Она ждала этих его вопросов. Она их знала. Да ею подстроен этот разговор, в котором он вел себя так, как она и предполагала. Но для чего?

Рябинин опустился на ковер, к ее ногам:

– Видимо, нам стоит поговорить?

– Поговорить со мной? – безмерно удивилась Лида, так повысив голос в конце фразы, что бросила "со мной", как ойкнула.

Рябинин чуть было не огляделся:

– А с кем же?

– У тебя есть дневник.

– Дневник для иного.

– Чтобы избежать одиночества?

– Я не одинок.

– Чтобы скрыть свои мысли?

– Их нечего скрывать…

– Пишешь, потому что тебя не слушают?

– Из-за этого я бы не писал.

– Тебя не понимают?

– Я стараюсь общаться с теми, кто меня понимает.

– Тогда зачем же дневник? – с каким-то радостным недоумением спросила она.

– Чтобы бывать наедине с собой.

– А без дневника нельзя?

– Дневник приближает себя к себе…

Она оборвала натиск вопросов, беспомощно приоткрыв рот от своей непонятливости. Рябинин хотел прийти на помощь и рассказать, как он приближается к себе, но взгляд скользнул по обложке ее книги. "Последняя любовь". И чуть пониже, чуть помельче – "Роман". Роман о любви…

Он вздохнул.

– Да? Тебе не нравятся романы о любви?

– Слишком много пишут о том, что слишком редко встречается.

– А если ты ее не замечаешь? – с готовностью предположила она.

– Как-то на днях у меня был свидетель. Влюбился в женщину, ушел от жены. Вторая любовь… Смотрит однажды на ее хорошенькое ушко и видит, что оно точь-в-точь как у первой жены. Загадочные глаза. И у первой были загадочные. Пышные волосы, так и у первой были пышные. Все-таки отыскал на шее крохотную родинку, которой у первой жены не было. И подумал: ради этой родинки и ушел?

– Да?

– Вот еще рассказанный мне случай. Любил, женился, живет. Любовь стала уходить, и это его угнетало. Потом начали ссориться, его и это угнетало. Затем перестали разговаривать, и его опять угнетало. Тогда он задал себе вопрос: а если бы вместо жены была собака? Ведь тоже молчала бы. Он успокоился, и теперь его ничто не угнетает.

– А еще можешь?

– Могу, со следователем откровенничают.
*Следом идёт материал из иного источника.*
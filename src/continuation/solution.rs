//! Inner-loop predicates over the reference solution.

use super::Continue;
use crate::population::{Population, Solution};

/// Allows a fixed number of inner iterations.
///
/// The inner loop samples before consulting its predicate, so with
/// `MaxSamples::new(n)` and `n >= 1` it performs exactly `n` samples per
/// outer iteration. A budget of zero still allows one sample.
#[derive(Debug, Clone)]
pub struct MaxSamples {
    max: usize,
    current: usize,
}

impl MaxSamples {
    /// Creates a sample budget.
    pub fn new(max: usize) -> Self {
        Self { max, current: 0 }
    }
}

impl Continue<Solution> for MaxSamples {
    fn init(&mut self) {
        self.current = 0;
    }

    fn should_continue(&mut self, _solution: &Solution) -> bool {
        self.current += 1;
        self.current < self.max
    }
}

/// Stops once a fitness target is reached.
///
/// Usable both as an inner predicate (on the reference solution) and as a
/// monitoring predicate (on the best member of the population).
#[derive(Debug, Clone, Copy, PartialEq)]
pub struct TargetFitness {
    target: f64,
}

impl TargetFitness {
    /// Stops once fitness `<= target`.
    pub fn new(target: f64) -> Self {
        Self { target }
    }
}

impl Continue<Solution> for TargetFitness {
    fn should_continue(&mut self, solution: &Solution) -> bool {
        solution.fitness_or_worst() > self.target
    }
}

impl Continue<Population> for TargetFitness {
    fn should_continue(&mut self, population: &Population) -> bool {
        match population.best().and_then(Solution::fitness) {
            Some(best) if best <= self.target => {
                log::info!("stop: target fitness {:.6e} reached ({best:.6e})", self.target);
                false
            }
            _ => true,
        }
    }
}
Девушка мне рассказала, что такое любовь. Идешь, говорит, по улице, берет он тебя за шею, все смотрят, а у тебя поджилки от счастья дрожат. В метро целует на глазах всего вагона, а у тебя сердце в пятки падает. На пляже лежишь обнявшись на виду отдыхающих и без солнца млеешь.

– К чему ты все это рассказываешь? – спросила Лида, наклоняясь к нему в ожидании важной и заключительной мысли.

– К тому, что идущая по улице парочка еще не означает любви.

– Нет, означает! Вот хоть столечко любви у них все-таки есть.

Она показала, сколько это – вот хоть столечко. Рябинин улыбнулся, разглядывая кончик ее мизинца, зажатого пальцами. Неужели он сел на пол, чтобы беседовать о проблемах любви? Он хотел поговорить о том, что встало между ними. Нет, это слишком – встало. Что-то прошмыгнуло мышиной тенью, что-то прошелестело внезапным ветром.

– А раньше о любви ты думал иначе, – догадалась она; догадалась сейчас вот, разглядывая его сверху, как с птичьего полета.

– Наверное, поумнел.

– Тогда лучше бы не умнел.

– Не понимаю, чем плохи мои теперешние взгляды…

– Раньше любовь была для тебя священна.

– Она и теперь священна, но только любовь, а не подобие.

– Для меня священна даже ее капля.

– Но любовь не бывает каплями. Она или есть, или ее нет…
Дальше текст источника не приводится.